Many companies still neglect to perform a simple cybersecurity risk assessment. As a small-business owner, it's crucial to figure out what data you need to protect, how you're doing it, and what you can do now to address vulnerabilities. Risk assessments should also be prescriptive. In the event that something goes wrong, what is the company's next step?
Kiersten Todt, managing director of the Cyber Readiness Institute, said that many small businesses outsource responsibilities to third-party vendors. But you must also take additional steps on your own and be proactive, she warned: "When it comes to ransomware, it's making sure that you've got the backups on a separate network, that you are prepared for those things that could take you down, that keeps you alive."
Risk assessments don't have to be expensive, Todt noted. Many cybersecurity vendors now offer them to companies for free.
2. Concentrate on endpoint security.
Leaving the office also means giving up the secure corporate infrastructure that houses all of its proprietary data and functions. Employees who use the same device for personal and work-related purposes are potentially opening up your company to all manner of new risks.
Passero said that going into 2021, there will be a big focus on endpoint security--that is, security related to the devices themselves--as well as on worker education. Todt noted that while issuing new devices to employees for work is the most preferable route, not all small businesses have the budget to do so. You should be prepared to walk employees through any security protocol you expect them to take.

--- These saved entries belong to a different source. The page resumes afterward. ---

#[cfg(test)]
mod tests {
    use super::*;
    use crate::queue::MemoryJobQueue;
    use chrono::Utc;
    use papyrus_core::{
        ContentRepository, NewDocumentFile, NewTask, QueuedJob, TaskRepository, TaskType,
    };
    use papyrus_db::MemoryDatabase;
    use serde_json::json;

    struct Fixture {
        db: MemoryDatabase,
        queue: Arc<MemoryJobQueue>,
        reconciler: StatusReconciler,
        user_id: Uuid,
        file_id: Uuid,
    }

    async fn fixture() -> Fixture {
        let db = MemoryDatabase::new();
        let queue = Arc::new(MemoryJobQueue::new());
        let user_id = Uuid::new_v4();
        let doc = db
            .repositories()
            .documents
            .insert(NewDocumentFile {
                user_id,
                filename: "paper.pdf".to_string(),
                mime_type: Some("application/pdf".to_string()),
                size_bytes: 1024,
                storage_path: "/tmp/paper.pdf".to_string(),
            })
            .await
            .unwrap();
        let reconciler = StatusReconciler::new(db.repositories(), Some(queue.clone()));
        Fixture {
            db,
            queue,
            reconciler,
            user_id,
            file_id: doc.id,
        }
    }

    /// Create a task and enqueue a job for it, returning both ids.
    async fn queued_task(fx: &Fixture, task_type: TaskType) -> (Uuid, String) {
        let task = fx
            .db
            .tasks
            .create(NewTask {
                user_id: fx.user_id,
                file_id: Some(fx.file_id),
                task_type,
                options: None,
            })
            .await
            .unwrap();
        let job = QueuedJob {
            job_id: Uuid::new_v4().to_string(),
            task_id: task.task_id,
            task_type,
            enqueued_at: Utc::now(),
        };
        fx.queue.enqueue(&job).await.unwrap();
        fx.db
            .tasks
            .update_status(task.task_id, TaskStatusUpdate::job_id(&job.job_id))
            .await
            .unwrap();
        (task.task_id, job.job_id)
    }

    #[tokio::test]
    async fn test_reconcile_advances_to_processing() {
        let fx = fixture().await;
        let (task_id, job_id) = queued_task(&fx, TaskType::Extract).await;
        fx.queue
            .set_job_status(&job_id, QueueJobStatus::Started, None)
            .await
            .unwrap();

        let task = fx.reconciler.reconcile(task_id, fx.user_id).await.unwrap().unwrap();
        assert_eq!(task.status, TaskStatus::Processing);
        assert!(task.started_at.is_some());
    }

    #[tokio::test]
    async fn test_reconcile_finished_job_completes_with_full_progress() {
        let fx = fixture().await;
        let (task_id, job_id) = queued_task(&fx, TaskType::Extract).await;
        fx.queue
            .set_job_status(&job_id, QueueJobStatus::Finished, None)
            .await
            .unwrap();

        let task = fx.reconciler.reconcile(task_id, fx.user_id).await.unwrap().unwrap();
        assert_eq!(task.status, TaskStatus::Completed);
        assert_eq!(task.progress, 100);
        assert!(task.completed_at.is_some());
    }

    #[tokio::test]
    async fn test_reconcile_failed_job_stores_queue_error() {
        let fx = fixture().await;
        let (task_id, job_id) = queued_task(&fx, TaskType::Extract).await;
        fx.queue
            .set_job_status(&job_id, QueueJobStatus::Failed, Some("worker crashed"))
            .await
            .unwrap();

        let task = fx.reconciler.reconcile(task_id, fx.user_id).await.unwrap().unwrap();
        assert_eq!(task.status, TaskStatus::Failed);
        assert_eq!(task.error_message.as_deref(), Some("worker crashed"));
    }

    #[tokio::test]
    async fn test_reconcile_failed_job_default_error() {
        let fx = fixture().await;
        let (task_id, job_id) = queued_task(&fx, TaskType::Extract).await;
        fx.queue
            .set_job_status(&job_id, QueueJobStatus::Failed, None)
            .await
            .unwrap();

        let task = fx.reconciler.reconcile(task_id, fx.user_id).await.unwrap().unwrap();
        assert_eq!(task.error_message.as_deref(), Some(DEFAULT_JOB_FAILURE));
    }

    #[tokio::test]
    async fn test_reconcile_never_regresses() {
        let fx = fixture().await;
        let (task_id, _job_id) = queued_task(&fx, TaskType::Extract).await;
        fx.db
            .tasks
            .update_status(task_id, TaskStatusUpdate::status(TaskStatus::Processing))
            .await
            .unwrap();

        // Queue still says "queued"
        let task = fx.reconciler.reconcile(task_id, fx.user_id).await.unwrap().unwrap();
        assert_eq!(task.status, TaskStatus::Processing);
    }

    #[tokio::test]
    async fn test_reconcile_never_overwrites_cancelled() {
        let fx = fixture().await;
        let (task_id, job_id) = queued_task(&fx, TaskType::Extract).await;
        fx.db.tasks.cancel(task_id, fx.user_id).await.unwrap();
        fx.queue
            .set_job_status(&job_id, QueueJobStatus::Finished, None)
            .await
            .unwrap();

        let task = fx.reconciler.reconcile(task_id, fx.user_id).await.unwrap().unwrap();
        assert_eq!(task.status, TaskStatus::Cancelled);
    }

    #[tokio::test]
    async fn test_reconcile_vanished_job_leaves_record() {
        let fx = fixture().await;
        let task = fx
            .db
            .tasks
            .create(NewTask {
                user_id: fx.user_id,
                file_id: Some(fx.file_id),
                task_type: TaskType::Extract,
                options: None,
            })
            .await
            .unwrap();
        fx.db
            .tasks
            .update_status(task.task_id, TaskStatusUpdate::job_id("expired-job"))
            .await
            .unwrap();

        let task = fx
            .reconciler
            .reconcile(task.task_id, fx.user_id)
            .await
            .unwrap()
            .unwrap();
        assert_eq!(task.status, TaskStatus::Pending);
    }

    #[tokio::test]
    async fn test_reconcile_foreign_task_is_missing() {
        let fx = fixture().await;
        let (task_id, _) = queued_task(&fx, TaskType::Extract).await;
        assert!(fx
            .reconciler
            .reconcile(task_id, Uuid::new_v4())
            .await
            .unwrap()
            .is_none());
    }

    #[tokio::test]
    async fn test_check_content_states() {
        let fx = fixture().await;
        let check = fx
            .reconciler
            .check_content(fx.file_id, fx.user_id, ContentType::FileSummary)
            .await
            .unwrap();
        assert!(matches!(check, ContentCheck::NotStarted));

        let (task_id, job_id) = queued_task(&fx, TaskType::Summarize).await;
        fx.queue
            .set_job_status(&job_id, QueueJobStatus::Started, None)
            .await
            .unwrap();
        let check = fx
            .reconciler
            .check_content(fx.file_id, fx.user_id, ContentType::FileSummary)
            .await
            .unwrap();
        assert!(matches!(
            check,
            ContentCheck::InProgress { task_id: id, status: TaskStatus::Processing, .. } if id == task_id
        ));

        fx.db
            .tasks
            .update_status(task_id, TaskStatusUpdate::completed(json!({"summary": "done"})))
            .await
            .unwrap();
        let check = fx
            .reconciler
            .check_content(fx.file_id, fx.user_id, ContentType::FileSummary)
            .await
            .unwrap();
        let ContentCheck::Completed { result, .. } = check else {
            panic!("expected completed without content row");
        };
        assert_eq!(result["summary"], "done");

        fx.db
            .contents
            .upsert(fx.file_id, ContentType::FileSummary, json!({"summary": "done"}))
            .await
            .unwrap();
        let check = fx
            .reconciler
            .check_content(fx.file_id, fx.user_id, ContentType::FileSummary)
            .await
            .unwrap();
        assert!(matches!(check, ContentCheck::Ready { .. }));
    }

    #[tokio::test]
    async fn test_check_content_failed_and_cancelled() {
        let fx = fixture().await;
        let (failed_id, job_id) = queued_task(&fx, TaskType::Mindmap).await;
        fx.queue
            .set_job_status(&job_id, QueueJobStatus::Failed, Some("model timeout"))
            .await
            .unwrap();
        let check = fx
            .reconciler
            .check_content(fx.file_id, fx.user_id, ContentType::FileMindmap)
            .await
            .unwrap();
        assert!(matches!(
            check,
            ContentCheck::Failed { task_id, ref error } if task_id == failed_id && error == "model timeout"
        ));

        let (cancelled_id, _) = queued_task(&fx, TaskType::Extract).await;
        fx.db.tasks.cancel(cancelled_id, fx.user_id).await.unwrap();
        let check = fx
            .reconciler
            .check_content(fx.file_id, fx.user_id, ContentType::FileExtraction)
            .await
            .unwrap();
        assert!(matches!(check, ContentCheck::Cancelled { task_id } if task_id == cancelled_id));
    }

    #[tokio::test]
    async fn test_check_content_foreign_file() {
        let fx = fixture().await;
        let err = fx
            .reconciler
            .check_content(fx.file_id, Uuid::new_v4(), ContentType::FileSummary)
            .await
            .unwrap_err();
        assert!(matches!(err, Error::FileNotFound(id) if id == fx.file_id));
    }

    #[test]
    fn test_content_check_serialization() {
        let task_id = Uuid::nil();
        let value = serde_json::to_value(ContentCheck::InProgress {
            task_id,
            status: TaskStatus::Pending,
            progress: 0,
        })
        .unwrap();
        assert_eq!(value["state"], "in_progress");
        assert_eq!(value["status"], "pending");
        assert_eq!(
            serde_json::to_value(ContentCheck::NotStarted).unwrap(),
            json!({"state": "not_started"})
        );
    }
}
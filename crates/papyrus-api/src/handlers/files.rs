//! Document upload and listing.

use std::path::Path as FsPath;

use axum::{
    extract::{Multipart, State},
    http::StatusCode,
    response::{IntoResponse, Response},
    Json,
};
use chrono::{DateTime, Utc};
use serde::Serialize;
use tracing::info;
use uuid::Uuid;

use papyrus_core::{new_v7, DocumentFile, FileType, NewDocumentFile};

use crate::{ApiError, ApiResponse, AppState, CurrentUser};

/// Document as returned to clients; the storage path stays server-side.
#[derive(Debug, Serialize)]
pub struct DocumentView {
    pub file_id: Uuid,
    pub filename: String,
    pub file_type: String,
    pub mime_type: Option<String>,
    pub size_bytes: i64,
    pub created_at: DateTime<Utc>,
}

impl From<DocumentFile> for DocumentView {
    fn from(file: DocumentFile) -> Self {
        Self {
            file_id: file.id,
            filename: file.filename,
            file_type: file.file_type,
            mime_type: file.mime_type,
            size_bytes: file.size_bytes,
            created_at: file.created_at,
        }
    }
}

struct UploadedFile {
    filename: String,
    mime_type: Option<String>,
    data: Vec<u8>,
}

async fn read_upload(mut multipart: Multipart) -> Result<UploadedFile, ApiError> {
    while let Some(field) = multipart
        .next_field()
        .await
        .map_err(|e| ApiError::BadRequest(format!("Multipart error: {}", e)))?
    {
        if field.name() != Some("file") {
            continue;
        }
        // Only the final path component of the client's name is kept.
        let filename = field
            .file_name()
            .and_then(|name| FsPath::new(name).file_name())
            .and_then(|name| name.to_str())
            .map(str::to_string)
            .filter(|name| !name.trim().is_empty())
            .ok_or_else(|| ApiError::BadRequest("Uploaded file has no name".to_string()))?;
        let mime_type = field.content_type().map(str::to_string);
        let data = field
            .bytes()
            .await
            .map_err(|e| ApiError::BadRequest(format!("Read error: {}", e)))?
            .to_vec();
        return Ok(UploadedFile {
            filename,
            mime_type,
            data,
        });
    }
    Err(ApiError::BadRequest(
        "Missing file in multipart form".to_string(),
    ))
}

/// POST /api/v1/documents
///
/// Multipart form with a `file` field (PDF, DOCX or plain text).
pub async fn upload_document(
    State(state): State<AppState>,
    CurrentUser(user_id): CurrentUser,
    multipart: Multipart,
) -> Result<Response, ApiError> {
    let upload = read_upload(multipart).await?;

    let file_type = FileType::from_filename(&upload.filename)
        .ok_or_else(|| ApiError::UnsupportedFileType(upload.filename.clone()))?;
    if upload.data.is_empty() {
        return Err(ApiError::BadRequest("Uploaded file is empty".to_string()));
    }
    if upload.data.len() > state.max_upload_bytes {
        return Err(ApiError::FileTooLarge {
            size: upload.data.len(),
            max: state.max_upload_bytes,
        });
    }

    let user_dir = state.upload_dir.join(user_id.to_string());
    tokio::fs::create_dir_all(&user_dir)
        .await
        .map_err(papyrus_core::Error::from)?;
    let storage_path = user_dir.join(format!("{}.{}", new_v7(), file_type));
    tokio::fs::write(&storage_path, &upload.data)
        .await
        .map_err(papyrus_core::Error::from)?;

    let file = state
        .repos
        .documents
        .insert(NewDocumentFile {
            user_id,
            filename: upload.filename,
            mime_type: upload.mime_type,
            size_bytes: upload.data.len() as i64,
            storage_path: storage_path.to_string_lossy().to_string(),
        })
        .await?;

    info!(
        subsystem = "api",
        file_id = %file.id,
        user_id = %user_id,
        %file_type,
        size_bytes = file.size_bytes,
        "Document uploaded"
    );
    Ok((StatusCode::CREATED, ApiResponse::ok(DocumentView::from(file))).into_response())
}

/// GET /api/v1/documents
pub async fn list_documents(
    State(state): State<AppState>,
    CurrentUser(user_id): CurrentUser,
) -> Result<Json<ApiResponse<Vec<DocumentView>>>, ApiError> {
    let files = state.repos.documents.list(user_id).await?;
    Ok(ApiResponse::ok(
        files.into_iter().map(DocumentView::from).collect(),
    ))
}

3. Take a zero-risk approach to cybersecurity.
Does every employee in your organization need access to customer data or other highly sensitive, proprietary information? Probably not. Passero suggested taking a zero-risk approach to securing your network, which requires being selective about the levels of access you grant to staff.
"Don't configure your network to trust someone just because they gained access," Passero said at Wednesday's event. By default, all users inside and outside an organization's enterprise network should not be trusted. Users should be authenticated and authorized at every level. Before granting access to the most secure information, companies should evaluate the safety of the employee's device. Limit permissions to one specific service or server, rather than giving every employee access to the entire network.
4. Make sure your firmware is up-to-date.
When was the last time you updated your router's security firmware? The biggest vulnerability in your organization may end up being an employee whose home router is inadequate. A report from the Fraunhofer Institute for Communication found that 90 percent of routers were made by manufacturers that failed to update the firmware with the latest patches and fixes.
Hackers in the past have taken over home routers to steal passwords or launch DDoS attacks on corporate websites. Since manufacturers typically neglect to roll out software updates as often as they should, consumers have to do it themselves. Asking employees to take some time to update their router's firmware could go a long way toward preventing future problems, the experts said.